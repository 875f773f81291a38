//! A headless map widget rendering its layers into an RGBA frame.
//!
//! The view is defined by a center and a zoom, the zoom being the ground
//! width of the frame. The ground height follows from the frame's aspect
//! ratio, so pixels are always square on the ground.

use std::collections::VecDeque;

use image::RgbaImage;
use map_common::{BoundingBox, Coordinate, Geometry, LayerRef, Viewport};
use tracing::{debug, warn};

use crate::error::{StateError, StateResult};
use crate::event::{PointerEvent, ScreenPoint, WidgetEvent};
use crate::tool::{CustomTool, Tool};
use crate::widget::MapWidget;

pub const DEFAULT_MIN_ZOOM: f64 = f64::EPSILON;
pub const DEFAULT_MAX_ZOOM: f64 = f64::MAX;

pub struct MapView {
    width: u32,
    height: u32,
    center: Coordinate,
    zoom: f64,
    min_zoom: f64,
    max_zoom: f64,
    srid: i32,
    max_extent: Option<BoundingBox>,
    enforce_max_extent: bool,
    tool: Tool,
    custom_tool: Option<CustomTool>,
    background: Vec<LayerRef>,
    layers: Vec<LayerRef>,
    drawing: Vec<Coordinate>,
    mouse_down_at: Option<ScreenPoint>,
    visible: bool,
    frame: RgbaImage,
    refresh_count: u64,
    events: VecDeque<WidgetEvent>,
}

impl MapView {
    /// A view of `width` x `height` pixels centred on the origin, one ground
    /// unit wide.
    pub fn new(width: u32, height: u32) -> StateResult<Self> {
        if width == 0 || height == 0 {
            return Err(StateError::InvalidSize { width, height });
        }
        Ok(Self {
            width,
            height,
            center: Coordinate::default(),
            zoom: 1.0,
            min_zoom: DEFAULT_MIN_ZOOM,
            max_zoom: DEFAULT_MAX_ZOOM,
            srid: 0,
            max_extent: None,
            enforce_max_extent: false,
            tool: Tool::None,
            custom_tool: None,
            background: Vec::new(),
            layers: Vec::new(),
            drawing: Vec::new(),
            mouse_down_at: None,
            visible: true,
            frame: RgbaImage::new(width, height),
            refresh_count: 0,
            events: VecDeque::new(),
        })
    }

    pub fn size(&self) -> (u32, u32) {
        (self.width, self.height)
    }

    /// Resize the frame, keeping center and zoom.
    pub fn set_size(&mut self, width: u32, height: u32) -> StateResult<()> {
        if width == 0 || height == 0 {
            return Err(StateError::InvalidSize { width, height });
        }
        if (width, height) == (self.width, self.height) {
            return Ok(());
        }
        self.width = width;
        self.height = height;
        self.frame = RgbaImage::new(width, height);
        self.apply_view(self.center, self.zoom);
        self.events.push_back(WidgetEvent::ExtentChanged(self.extent()));
        Ok(())
    }

    /// The last rendered frame.
    pub fn frame(&self) -> &RgbaImage {
        &self.frame
    }

    /// How many times the view has been redrawn.
    pub fn refresh_count(&self) -> u64 {
        self.refresh_count
    }

    pub fn is_visible(&self) -> bool {
        self.visible
    }

    pub fn drawing_vertices(&self) -> &[Coordinate] {
        &self.drawing
    }

    pub fn viewport(&self) -> StateResult<Viewport> {
        Ok(Viewport::new(self.extent(), self.width, self.height)?)
    }

    /// Ground units per pixel.
    pub fn resolution(&self) -> f64 {
        self.zoom / self.width as f64
    }

    fn ground_height(&self, zoom: f64) -> f64 {
        zoom * self.height as f64 / self.width as f64
    }

    pub fn screen_to_world(&self, point: ScreenPoint) -> Coordinate {
        let extent = self.extent();
        let res = self.resolution();
        Coordinate::new(
            extent.min_x + point.x as f64 * res,
            extent.max_y - point.y as f64 * res,
        )
    }

    /// Clamp a requested view to the zoom limits and, when enforced, the
    /// maximum extent; queue change events for whatever moved.
    fn apply_view(&mut self, center: Coordinate, zoom: f64) {
        let mut zoom = zoom.max(self.min_zoom).min(self.max_zoom);
        let mut center = center;

        if let Some(max) = self.max_extent.filter(|_| self.enforce_max_extent) {
            let fit = max
                .width()
                .min(max.height() * self.width as f64 / self.height as f64);
            if zoom > fit {
                zoom = fit;
            }
            let half_w = zoom / 2.0;
            let half_h = self.ground_height(zoom) / 2.0;
            center.x = center.x.max(max.min_x + half_w).min(max.max_x - half_w);
            center.y = center.y.max(max.min_y + half_h).min(max.max_y - half_h);
        }

        let zoom_changed = zoom != self.zoom;
        let center_changed = center != self.center;
        self.zoom = zoom;
        self.center = center;

        if zoom_changed {
            self.events.push_back(WidgetEvent::ZoomChanged(zoom));
        }
        if center_changed {
            self.events.push_back(WidgetEvent::CenterChanged(center));
        }
        if zoom_changed || center_changed {
            self.events.push_back(WidgetEvent::ExtentChanged(self.extent()));
        }
    }

    fn pointer(&self, screen: ScreenPoint) -> PointerEvent {
        PointerEvent {
            world: self.screen_to_world(screen),
            screen,
        }
    }

    pub fn mouse_move(&mut self, screen: ScreenPoint) {
        let event = self.pointer(screen);
        self.events.push_back(WidgetEvent::MouseMove(event));
    }

    pub fn mouse_down(&mut self, screen: ScreenPoint) {
        self.mouse_down_at = Some(screen);
        let event = self.pointer(screen);
        self.events.push_back(WidgetEvent::MouseDown(event));
    }

    /// Releasing where the button went down places a vertex with a drawing
    /// tool; releasing elsewhere with the pan tool drags the map.
    pub fn mouse_up(&mut self, screen: ScreenPoint) {
        let event = self.pointer(screen);
        self.events.push_back(WidgetEvent::MouseUp(event));

        let Some(down) = self.mouse_down_at.take() else {
            return;
        };
        if down == screen {
            self.place_vertex(event.world);
        } else if self.tool == Tool::Pan {
            let res = self.resolution();
            let dx = (screen.x - down.x) as f64 * res;
            let dy = (screen.y - down.y) as f64 * res;
            self.apply_view(self.center.offset(-dx, dy), self.zoom);
        }
    }

    pub fn double_click(&mut self, screen: ScreenPoint) {
        let event = self.pointer(screen);
        self.events.push_back(WidgetEvent::DoubleClick(event));
        if matches!(self.tool, Tool::DrawLine | Tool::DrawPolygon) {
            self.finish_drawing();
        }
    }

    pub fn set_visible(&mut self, visible: bool) {
        if self.visible != visible {
            self.visible = visible;
            self.events.push_back(WidgetEvent::VisibilityChanged(visible));
        }
    }

    fn place_vertex(&mut self, world: Coordinate) {
        match self.tool {
            Tool::DrawPoint => self
                .events
                .push_back(WidgetEvent::GeometryDefined(Geometry::Point(world))),
            Tool::DrawLine | Tool::DrawPolygon => self.drawing.push(world),
            _ => {}
        }
    }

    fn render_frame(&mut self) {
        let mut frame = RgbaImage::new(self.width, self.height);
        match self.viewport() {
            Ok(viewport) => {
                for layer in self.background.iter().chain(&self.layers) {
                    if let Err(e) = layer.render(&mut frame, &viewport) {
                        warn!(layer = layer.name(), error = %e, "Layer failed to render");
                    }
                }
            }
            Err(e) => warn!(error = %e, "Cannot render view"),
        }
        self.frame = frame;
    }
}

impl MapWidget for MapView {
    fn extent(&self) -> BoundingBox {
        BoundingBox::from_center(self.center, self.zoom, self.ground_height(self.zoom))
    }

    fn zoom_to_box(&mut self, envelope: &BoundingBox) {
        let fit = envelope
            .width()
            .max(envelope.height() * self.width as f64 / self.height as f64);
        let zoom = if fit > 0.0 { fit } else { self.zoom };
        self.apply_view(envelope.center(), zoom);
    }

    fn zoom_to_extents(&mut self) {
        let extents = self
            .background
            .iter()
            .chain(&self.layers)
            .filter_map(|l| l.envelope())
            .reduce(|acc, e| acc.union(&e));
        match extents {
            Some(extents) => self.zoom_to_box(&extents),
            None => debug!("No layer extents to zoom to"),
        }
    }

    fn center(&self) -> Coordinate {
        self.center
    }

    fn set_center(&mut self, center: Coordinate) {
        self.apply_view(center, self.zoom);
    }

    fn zoom(&self) -> f64 {
        self.zoom
    }

    fn set_zoom(&mut self, zoom: f64) {
        self.apply_view(self.center, zoom);
    }

    fn min_zoom(&self) -> f64 {
        self.min_zoom
    }

    fn set_min_zoom(&mut self, zoom: f64) {
        self.min_zoom = zoom;
        self.apply_view(self.center, self.zoom);
    }

    fn max_zoom(&self) -> f64 {
        self.max_zoom
    }

    fn set_max_zoom(&mut self, zoom: f64) {
        self.max_zoom = zoom;
        self.apply_view(self.center, self.zoom);
    }

    fn srid(&self) -> i32 {
        self.srid
    }

    fn set_srid(&mut self, srid: i32) {
        self.srid = srid;
    }

    fn max_extent(&self) -> Option<BoundingBox> {
        self.max_extent
    }

    fn set_max_extent(&mut self, extent: Option<BoundingBox>) {
        self.max_extent = extent;
        self.apply_view(self.center, self.zoom);
    }

    fn enforce_max_extent(&self) -> bool {
        self.enforce_max_extent
    }

    fn set_enforce_max_extent(&mut self, enforce: bool) {
        self.enforce_max_extent = enforce;
        self.apply_view(self.center, self.zoom);
    }

    fn active_tool(&self) -> Tool {
        self.tool
    }

    fn set_active_tool(&mut self, tool: Tool) {
        if self.tool == tool {
            return;
        }
        self.drawing.clear();
        self.tool = tool;
        self.events.push_back(WidgetEvent::ActiveToolChanged(tool));
    }

    fn custom_tool(&self) -> Option<&CustomTool> {
        self.custom_tool.as_ref()
    }

    fn set_custom_tool(&mut self, tool: Option<CustomTool>) {
        self.custom_tool = tool;
    }

    fn background_layers(&self) -> &[LayerRef] {
        &self.background
    }

    fn clear_background_layers(&mut self) {
        self.background.clear();
    }

    fn add_background_layer(&mut self, layer: LayerRef) {
        self.background.push(layer);
    }

    fn layers(&self) -> &[LayerRef] {
        &self.layers
    }

    fn add_layer(&mut self, layer: LayerRef) {
        self.layers.push(layer);
    }

    fn remove_layer(&mut self, layer: &LayerRef) -> bool {
        match self.layers.iter().position(|l| l == layer) {
            Some(index) => {
                self.layers.remove(index);
                true
            }
            None => false,
        }
    }

    fn clear_layers(&mut self) {
        self.layers.clear();
    }

    fn refresh(&mut self) {
        self.events.push_back(WidgetEvent::Refreshing);
        self.render_frame();
        self.refresh_count += 1;
        self.events.push_back(WidgetEvent::Refreshed);
    }

    fn finish_drawing(&mut self) {
        let geometry = match self.tool {
            Tool::DrawLine if self.drawing.len() >= 2 => {
                Geometry::LineString(std::mem::take(&mut self.drawing))
            }
            Tool::DrawPolygon if self.drawing.len() >= 3 => {
                Geometry::Polygon(std::mem::take(&mut self.drawing))
            }
            _ => return,
        };
        self.events.push_back(WidgetEvent::GeometryDefined(geometry));
    }

    fn undo_drawing(&mut self) {
        self.drawing.pop();
    }

    fn cancel_drawing(&mut self) {
        self.drawing.clear();
    }

    fn drain_events(&mut self) -> Vec<WidgetEvent> {
        self.events.drain(..).collect()
    }
}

What to do: In how many lines of the data does the word "StateResult" appear? Respond with the number and nothing more.

Solution for this exercise: 4